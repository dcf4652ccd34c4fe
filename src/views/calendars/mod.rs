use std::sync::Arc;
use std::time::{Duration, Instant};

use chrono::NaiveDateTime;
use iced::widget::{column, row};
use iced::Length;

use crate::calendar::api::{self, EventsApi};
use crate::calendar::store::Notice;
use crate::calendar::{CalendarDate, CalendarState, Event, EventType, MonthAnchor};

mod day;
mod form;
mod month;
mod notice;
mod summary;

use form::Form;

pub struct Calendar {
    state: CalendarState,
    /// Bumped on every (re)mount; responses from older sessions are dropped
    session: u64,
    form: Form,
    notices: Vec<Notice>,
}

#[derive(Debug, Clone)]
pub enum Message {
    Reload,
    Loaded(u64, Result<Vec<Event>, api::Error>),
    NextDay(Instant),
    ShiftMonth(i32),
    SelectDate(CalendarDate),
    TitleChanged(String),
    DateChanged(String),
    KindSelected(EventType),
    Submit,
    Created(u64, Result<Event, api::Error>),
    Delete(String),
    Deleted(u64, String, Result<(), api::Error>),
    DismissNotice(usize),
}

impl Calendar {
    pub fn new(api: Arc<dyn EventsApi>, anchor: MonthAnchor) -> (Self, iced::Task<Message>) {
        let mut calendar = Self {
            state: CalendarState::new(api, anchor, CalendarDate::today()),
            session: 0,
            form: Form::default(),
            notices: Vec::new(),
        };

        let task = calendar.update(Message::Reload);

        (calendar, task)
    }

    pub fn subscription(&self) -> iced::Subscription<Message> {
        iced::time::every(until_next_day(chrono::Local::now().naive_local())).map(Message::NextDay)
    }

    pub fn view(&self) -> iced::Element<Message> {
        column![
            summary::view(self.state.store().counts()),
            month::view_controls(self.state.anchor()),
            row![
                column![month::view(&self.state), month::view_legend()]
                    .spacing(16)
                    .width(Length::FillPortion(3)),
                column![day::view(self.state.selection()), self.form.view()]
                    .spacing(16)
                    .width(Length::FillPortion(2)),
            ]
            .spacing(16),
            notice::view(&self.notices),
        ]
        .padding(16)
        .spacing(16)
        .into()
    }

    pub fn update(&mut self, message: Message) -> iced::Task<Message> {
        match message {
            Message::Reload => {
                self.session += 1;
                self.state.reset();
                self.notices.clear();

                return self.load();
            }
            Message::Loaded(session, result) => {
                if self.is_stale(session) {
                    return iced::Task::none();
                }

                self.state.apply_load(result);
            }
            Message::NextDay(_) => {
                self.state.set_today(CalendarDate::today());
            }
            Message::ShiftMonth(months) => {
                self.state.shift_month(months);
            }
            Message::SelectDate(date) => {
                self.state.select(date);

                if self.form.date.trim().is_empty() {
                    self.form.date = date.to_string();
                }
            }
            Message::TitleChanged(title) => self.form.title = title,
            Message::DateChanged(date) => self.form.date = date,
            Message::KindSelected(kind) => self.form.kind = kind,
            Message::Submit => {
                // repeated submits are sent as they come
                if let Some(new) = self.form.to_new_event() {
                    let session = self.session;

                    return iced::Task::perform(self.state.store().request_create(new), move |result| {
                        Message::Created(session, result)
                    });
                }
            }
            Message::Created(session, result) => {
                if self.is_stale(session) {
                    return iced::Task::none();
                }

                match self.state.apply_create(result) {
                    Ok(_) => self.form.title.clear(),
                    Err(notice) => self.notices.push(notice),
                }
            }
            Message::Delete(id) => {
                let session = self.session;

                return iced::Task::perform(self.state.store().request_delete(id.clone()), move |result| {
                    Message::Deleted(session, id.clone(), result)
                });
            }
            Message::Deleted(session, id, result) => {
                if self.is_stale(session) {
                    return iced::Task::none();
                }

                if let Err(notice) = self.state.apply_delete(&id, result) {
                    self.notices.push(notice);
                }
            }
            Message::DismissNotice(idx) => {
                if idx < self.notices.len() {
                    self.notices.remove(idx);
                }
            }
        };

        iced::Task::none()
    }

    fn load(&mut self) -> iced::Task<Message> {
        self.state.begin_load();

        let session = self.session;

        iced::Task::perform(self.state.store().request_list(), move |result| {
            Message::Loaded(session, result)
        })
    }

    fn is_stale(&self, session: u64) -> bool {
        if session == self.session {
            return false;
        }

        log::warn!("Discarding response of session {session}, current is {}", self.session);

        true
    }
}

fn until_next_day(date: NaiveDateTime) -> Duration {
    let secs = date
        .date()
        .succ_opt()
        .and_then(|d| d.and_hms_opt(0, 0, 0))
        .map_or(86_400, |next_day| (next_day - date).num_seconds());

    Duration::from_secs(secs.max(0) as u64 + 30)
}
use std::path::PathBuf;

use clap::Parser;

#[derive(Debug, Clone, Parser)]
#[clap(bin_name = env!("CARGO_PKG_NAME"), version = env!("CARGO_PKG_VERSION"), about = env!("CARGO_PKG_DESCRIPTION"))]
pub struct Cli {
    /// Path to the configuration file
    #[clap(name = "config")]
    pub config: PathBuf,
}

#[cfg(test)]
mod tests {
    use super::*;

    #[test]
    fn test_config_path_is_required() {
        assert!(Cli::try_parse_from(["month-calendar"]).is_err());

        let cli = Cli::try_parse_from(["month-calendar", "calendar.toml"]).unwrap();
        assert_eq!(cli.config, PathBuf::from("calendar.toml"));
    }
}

...

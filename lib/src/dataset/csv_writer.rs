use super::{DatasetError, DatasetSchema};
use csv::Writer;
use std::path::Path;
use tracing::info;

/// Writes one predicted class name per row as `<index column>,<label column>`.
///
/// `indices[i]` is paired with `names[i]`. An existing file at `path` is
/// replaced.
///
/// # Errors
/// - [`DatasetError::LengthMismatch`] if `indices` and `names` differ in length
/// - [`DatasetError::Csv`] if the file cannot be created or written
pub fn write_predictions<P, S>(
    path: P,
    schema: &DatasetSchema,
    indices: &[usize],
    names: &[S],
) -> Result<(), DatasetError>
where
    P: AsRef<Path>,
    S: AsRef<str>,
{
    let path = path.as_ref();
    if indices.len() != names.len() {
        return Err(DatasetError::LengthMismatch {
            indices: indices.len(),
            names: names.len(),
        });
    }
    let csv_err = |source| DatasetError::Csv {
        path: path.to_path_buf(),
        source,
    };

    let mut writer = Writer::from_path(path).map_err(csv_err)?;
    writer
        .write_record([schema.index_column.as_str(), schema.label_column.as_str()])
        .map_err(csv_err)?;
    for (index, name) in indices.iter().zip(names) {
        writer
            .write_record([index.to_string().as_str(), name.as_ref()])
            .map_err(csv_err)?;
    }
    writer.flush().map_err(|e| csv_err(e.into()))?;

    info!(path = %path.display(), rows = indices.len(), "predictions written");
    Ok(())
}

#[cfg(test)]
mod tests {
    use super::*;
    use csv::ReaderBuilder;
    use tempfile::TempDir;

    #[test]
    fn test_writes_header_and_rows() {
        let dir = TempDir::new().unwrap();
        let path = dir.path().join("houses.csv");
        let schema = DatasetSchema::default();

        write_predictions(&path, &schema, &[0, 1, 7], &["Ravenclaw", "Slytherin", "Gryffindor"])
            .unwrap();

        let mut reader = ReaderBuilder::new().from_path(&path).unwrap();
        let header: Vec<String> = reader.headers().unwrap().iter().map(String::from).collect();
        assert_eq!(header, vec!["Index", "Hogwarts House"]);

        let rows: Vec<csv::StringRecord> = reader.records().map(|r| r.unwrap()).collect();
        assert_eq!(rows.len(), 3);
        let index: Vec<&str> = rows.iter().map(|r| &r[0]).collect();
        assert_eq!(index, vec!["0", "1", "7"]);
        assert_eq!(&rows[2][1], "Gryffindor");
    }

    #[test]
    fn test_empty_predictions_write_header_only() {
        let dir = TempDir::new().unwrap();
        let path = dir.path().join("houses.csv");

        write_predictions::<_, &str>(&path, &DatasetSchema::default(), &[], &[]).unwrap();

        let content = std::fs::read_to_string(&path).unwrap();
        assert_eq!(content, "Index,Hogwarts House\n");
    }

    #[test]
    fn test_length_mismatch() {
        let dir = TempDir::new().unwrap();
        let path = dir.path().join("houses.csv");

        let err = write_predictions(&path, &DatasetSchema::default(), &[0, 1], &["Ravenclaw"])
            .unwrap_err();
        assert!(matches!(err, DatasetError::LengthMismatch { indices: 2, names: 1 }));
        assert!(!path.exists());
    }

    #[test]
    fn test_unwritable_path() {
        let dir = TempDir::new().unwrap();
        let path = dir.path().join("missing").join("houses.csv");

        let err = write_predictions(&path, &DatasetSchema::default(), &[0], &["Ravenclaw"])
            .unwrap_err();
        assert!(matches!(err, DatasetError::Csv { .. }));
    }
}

### Directions for this task
Search the records for the string "toml" and return every line in which it occurs.

### Answer to this problem
        let cli = Cli::try_parse_from(["month-calendar", "calendar.toml"]).unwrap();
        assert_eq!(cli.config, PathBuf::from("calendar.toml"));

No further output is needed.